What is required:
The records below must be copied out completely and exactly.

(Stored items from a collection)
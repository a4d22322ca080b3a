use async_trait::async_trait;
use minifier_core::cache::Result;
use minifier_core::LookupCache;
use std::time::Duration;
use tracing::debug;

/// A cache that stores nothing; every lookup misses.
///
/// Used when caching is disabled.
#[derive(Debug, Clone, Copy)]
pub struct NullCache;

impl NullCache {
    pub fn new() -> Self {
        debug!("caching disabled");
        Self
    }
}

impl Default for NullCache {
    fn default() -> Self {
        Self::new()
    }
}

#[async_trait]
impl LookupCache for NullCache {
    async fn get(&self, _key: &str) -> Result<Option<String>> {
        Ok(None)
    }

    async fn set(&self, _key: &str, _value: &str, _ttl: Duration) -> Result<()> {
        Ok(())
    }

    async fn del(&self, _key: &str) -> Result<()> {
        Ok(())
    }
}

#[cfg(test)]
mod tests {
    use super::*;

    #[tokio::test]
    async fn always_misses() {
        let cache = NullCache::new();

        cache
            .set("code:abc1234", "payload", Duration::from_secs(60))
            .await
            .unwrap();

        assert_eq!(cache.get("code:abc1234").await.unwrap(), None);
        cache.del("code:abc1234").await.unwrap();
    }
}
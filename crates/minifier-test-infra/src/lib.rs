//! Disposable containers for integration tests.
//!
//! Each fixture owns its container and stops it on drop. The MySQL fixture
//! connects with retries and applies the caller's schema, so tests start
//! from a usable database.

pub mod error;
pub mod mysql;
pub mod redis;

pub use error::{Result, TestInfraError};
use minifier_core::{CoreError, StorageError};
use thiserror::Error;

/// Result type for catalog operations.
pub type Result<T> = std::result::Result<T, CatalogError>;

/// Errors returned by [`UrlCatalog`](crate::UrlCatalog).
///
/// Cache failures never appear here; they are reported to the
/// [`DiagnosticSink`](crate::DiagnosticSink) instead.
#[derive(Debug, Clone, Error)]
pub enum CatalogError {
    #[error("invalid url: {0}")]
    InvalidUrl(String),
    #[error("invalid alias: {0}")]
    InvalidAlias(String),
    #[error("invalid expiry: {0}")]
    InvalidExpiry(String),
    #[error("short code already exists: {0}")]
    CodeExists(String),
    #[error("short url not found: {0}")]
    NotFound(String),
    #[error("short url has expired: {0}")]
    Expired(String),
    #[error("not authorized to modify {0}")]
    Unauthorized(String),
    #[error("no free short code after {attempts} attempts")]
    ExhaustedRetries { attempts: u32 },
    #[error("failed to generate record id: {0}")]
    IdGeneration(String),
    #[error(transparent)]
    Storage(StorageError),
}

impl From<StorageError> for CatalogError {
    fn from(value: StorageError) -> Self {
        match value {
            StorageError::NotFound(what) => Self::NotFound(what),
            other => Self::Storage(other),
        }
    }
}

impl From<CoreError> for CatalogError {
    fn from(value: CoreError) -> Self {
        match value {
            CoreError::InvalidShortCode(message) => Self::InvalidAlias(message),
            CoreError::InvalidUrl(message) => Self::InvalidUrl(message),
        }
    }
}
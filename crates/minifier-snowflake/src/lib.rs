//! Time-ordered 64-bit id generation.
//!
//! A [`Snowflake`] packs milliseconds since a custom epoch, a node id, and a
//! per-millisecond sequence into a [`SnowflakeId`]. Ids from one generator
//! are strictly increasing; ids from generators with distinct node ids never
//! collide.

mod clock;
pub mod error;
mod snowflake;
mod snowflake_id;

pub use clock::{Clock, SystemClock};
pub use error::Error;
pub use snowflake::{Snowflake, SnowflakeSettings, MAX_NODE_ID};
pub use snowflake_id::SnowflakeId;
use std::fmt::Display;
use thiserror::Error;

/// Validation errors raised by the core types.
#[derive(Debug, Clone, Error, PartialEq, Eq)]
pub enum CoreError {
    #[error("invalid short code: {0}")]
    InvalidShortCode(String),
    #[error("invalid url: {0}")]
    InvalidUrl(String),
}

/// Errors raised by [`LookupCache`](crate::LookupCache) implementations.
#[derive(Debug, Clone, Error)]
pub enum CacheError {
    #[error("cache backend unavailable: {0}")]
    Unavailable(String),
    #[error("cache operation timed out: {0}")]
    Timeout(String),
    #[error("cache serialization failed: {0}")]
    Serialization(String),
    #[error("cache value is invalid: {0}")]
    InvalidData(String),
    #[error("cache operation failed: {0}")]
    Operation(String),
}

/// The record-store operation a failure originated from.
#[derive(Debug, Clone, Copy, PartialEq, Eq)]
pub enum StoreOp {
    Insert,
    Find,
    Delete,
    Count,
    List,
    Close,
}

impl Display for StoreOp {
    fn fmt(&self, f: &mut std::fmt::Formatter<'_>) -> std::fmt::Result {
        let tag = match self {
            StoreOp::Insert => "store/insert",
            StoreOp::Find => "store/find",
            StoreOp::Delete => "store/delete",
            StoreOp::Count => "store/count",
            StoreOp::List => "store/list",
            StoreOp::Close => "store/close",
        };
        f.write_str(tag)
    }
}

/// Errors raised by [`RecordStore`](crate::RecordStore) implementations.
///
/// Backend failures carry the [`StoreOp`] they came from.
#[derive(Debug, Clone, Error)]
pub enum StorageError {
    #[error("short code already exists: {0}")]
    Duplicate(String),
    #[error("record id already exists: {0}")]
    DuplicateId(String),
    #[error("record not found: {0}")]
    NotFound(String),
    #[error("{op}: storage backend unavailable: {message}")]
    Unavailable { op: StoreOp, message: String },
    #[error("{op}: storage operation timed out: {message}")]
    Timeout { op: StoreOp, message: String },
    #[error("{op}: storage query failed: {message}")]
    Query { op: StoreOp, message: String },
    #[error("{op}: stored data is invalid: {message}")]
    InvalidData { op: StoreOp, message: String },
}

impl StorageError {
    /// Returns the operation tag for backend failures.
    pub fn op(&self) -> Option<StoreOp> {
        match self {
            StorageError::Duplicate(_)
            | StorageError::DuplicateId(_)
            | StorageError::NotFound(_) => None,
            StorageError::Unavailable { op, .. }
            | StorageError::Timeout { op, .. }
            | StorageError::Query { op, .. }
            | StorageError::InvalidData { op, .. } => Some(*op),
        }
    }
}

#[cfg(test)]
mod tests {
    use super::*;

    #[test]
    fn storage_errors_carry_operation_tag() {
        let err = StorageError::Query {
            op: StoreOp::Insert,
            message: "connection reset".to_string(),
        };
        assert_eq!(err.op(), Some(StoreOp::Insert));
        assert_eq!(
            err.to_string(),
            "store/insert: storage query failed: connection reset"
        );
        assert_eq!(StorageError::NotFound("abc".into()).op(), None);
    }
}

Result of the task:
repository a4d22322ca080b3a
use async_trait::async_trait;
use minifier_core::cache::Result;
use minifier_core::LookupCache;
use std::time::Duration;
use tracing::debug;

/// A cache that stores nothing; every lookup misses.
///
/// Used when caching is disabled.
#[derive(Debug, Clone, Copy)]
pub struct NullCache;

impl NullCache {
    pub fn new() -> Self {
        debug!("caching disabled");
        Self
    }
}

impl Default for NullCache {
    fn default() -> Self {
        Self::new()
    }
}

#[async_trait]
impl LookupCache for NullCache {
    async fn get(&self, _key: &str) -> Result<Option<String>> {
        Ok(None)
    }

    async fn set(&self, _key: &str, _value: &str, _ttl: Duration) -> Result<()> {
        Ok(())
    }

    async fn del(&self, _key: &str) -> Result<()> {
        Ok(())
    }
}

#[cfg(test)]
mod tests {
    use super::*;

    #[tokio::test]
    async fn always_misses() {
        let cache = NullCache::new();

        cache
            .set("code:abc1234", "payload", Duration::from_secs(60))
            .await
            .unwrap();

        assert_eq!(cache.get("code:abc1234").await.unwrap(), None);
        cache.del("code:abc1234").await.unwrap();
    }
}
filename crates/minifier-test-infra/src/lib.rs
//! Disposable containers for integration tests.
//!
//! Each fixture owns its container and stops it on drop. The MySQL fixture
//! connects with retries and applies the caller's schema, so tests start
//! from a usable database.

pub mod error;
pub mod mysql;
pub mod redis;

pub use error::{Result, TestInfraError};
use minifier_core::{CoreError, StorageError};
use thiserror::Error;

/// Result type for catalog operations.
pub type Result<T> = std::result::Result<T, CatalogError>;

/// Errors returned by [`UrlCatalog`](crate::UrlCatalog).
///
/// Cache failures never appear here; they are reported to the
/// [`DiagnosticSink`](crate::DiagnosticSink) instead.
#[derive(Debug, Clone, Error)]
pub enum CatalogError {
    #[error("invalid url: {0}")]
    InvalidUrl(String),
    #[error("invalid alias: {0}")]
    InvalidAlias(String),
    #[error("invalid expiry: {0}")]
    InvalidExpiry(String),
    #[error("short code already exists: {0}")]
    CodeExists(String),
    #[error("short url not found: {0}")]
    NotFound(String),
    #[error("short url has expired: {0}")]
    Expired(String),
    #[error("not authorized to modify {0}")]
    Unauthorized(String),
    #[error("no free short code after {attempts} attempts")]
    ExhaustedRetries { attempts: u32 },
    #[error("failed to generate record id: {0}")]
    IdGeneration(String),
    #[error(transparent)]
    Storage(StorageError),
}

impl From<StorageError> for CatalogError {
    fn from(value: StorageError) -> Self {
        match value {
            StorageError::NotFound(what) => Self::NotFound(what),
            other => Self::Storage(other),
        }
    }
}

impl From<CoreError> for CatalogError {
    fn from(value: CoreError) -> Self {
        match value {
            CoreError::InvalidShortCode(message) => Self::InvalidAlias(message),
            CoreError::InvalidUrl(message) => Self::InvalidUrl(message),
        }
    }
}
filename crates/minifier-snowflake/src/lib.rs
//! Time-ordered 64-bit id generation.
//!
//! A [`Snowflake`] packs milliseconds since a custom epoch, a node id, and a
//! per-millisecond sequence into a [`SnowflakeId`]. Ids from one generator
//! are strictly increasing; ids from generators with distinct node ids never
//! collide.

mod clock;
pub mod error;
mod snowflake;
mod snowflake_id;

pub use clock::{Clock, SystemClock};
pub use error::Error;
pub use snowflake::{Snowflake, SnowflakeSettings, MAX_NODE_ID};
pub use snowflake_id::SnowflakeId;
use std::fmt::Display;
use thiserror::Error;

/// Validation errors raised by the core types.
#[derive(Debug, Clone, Error, PartialEq, Eq)]
pub enum CoreError {
    #[error("invalid short code: {0}")]
    InvalidShortCode(String),
    #[error("invalid url: {0}")]
    InvalidUrl(String),
}

/// Errors raised by [`LookupCache`](crate::LookupCache) implementations.
#[derive(Debug, Clone, Error)]
pub enum CacheError {
    #[error("cache backend unavailable: {0}")]
    Unavailable(String),
    #[error("cache operation timed out: {0}")]
    Timeout(String),
    #[error("cache serialization failed: {0}")]
    Serialization(String),
    #[error("cache value is invalid: {0}")]
    InvalidData(String),
    #[error("cache operation failed: {0}")]
    Operation(String),
}

/// The record-store operation a failure originated from.
#[derive(Debug, Clone, Copy, PartialEq, Eq)]
pub enum StoreOp {
    Insert,
    Find,
    Delete,
    Count,
    List,
    Close,
}

impl Display for StoreOp {
    fn fmt(&self, f: &mut std::fmt::Formatter<'_>) -> std::fmt::Result {
        let tag = match self {
            StoreOp::Insert => "store/insert",
            StoreOp::Find => "store/find",
            StoreOp::Delete => "store/delete",
            StoreOp::Count => "store/count",
            StoreOp::List => "store/list",
            StoreOp::Close => "store/close",
        };
        f.write_str(tag)
    }
}

/// Errors raised by [`RecordStore`](crate::RecordStore) implementations.
///
/// Backend failures carry the [`StoreOp`] they came from.
#[derive(Debug, Clone, Error)]
pub enum StorageError {
    #[error("short code already exists: {0}")]
    Duplicate(String),
    #[error("record id already exists: {0}")]
    DuplicateId(String),
    #[error("record not found: {0}")]
    NotFound(String),
    #[error("{op}: storage backend unavailable: {message}")]
    Unavailable { op: StoreOp, message: String },
    #[error("{op}: storage operation timed out: {message}")]
    Timeout { op: StoreOp, message: String },
    #[error("{op}: storage query failed: {message}")]
    Query { op: StoreOp, message: String },
    #[error("{op}: stored data is invalid: {message}")]
    InvalidData { op: StoreOp, message: String },
}

impl StorageError {
    /// Returns the operation tag for backend failures.
    pub fn op(&self) -> Option<StoreOp> {
        match self {
            StorageError::Duplicate(_)
            | StorageError::DuplicateId(_)
            | StorageError::NotFound(_) => None,
            StorageError::Unavailable { op, .. }
            | StorageError::Timeout { op, .. }
            | StorageError::Query { op, .. }
            | StorageError::InvalidData { op, .. } => Some(*op),
        }
    }
}

#[cfg(test)]
mod tests {
    use super::*;

    #[test]
    fn storage_errors_carry_operation_tag() {
        let err = StorageError::Query {
            op: StoreOp::Insert,
            message: "connection reset".to_string(),
        };
        assert_eq!(err.op(), Some(StoreOp::Insert));
        assert_eq!(
            err.to_string(),
            "store/insert: storage query failed: connection reset"
        );
        assert_eq!(StorageError::NotFound("abc".into()).op(), None);
    }
}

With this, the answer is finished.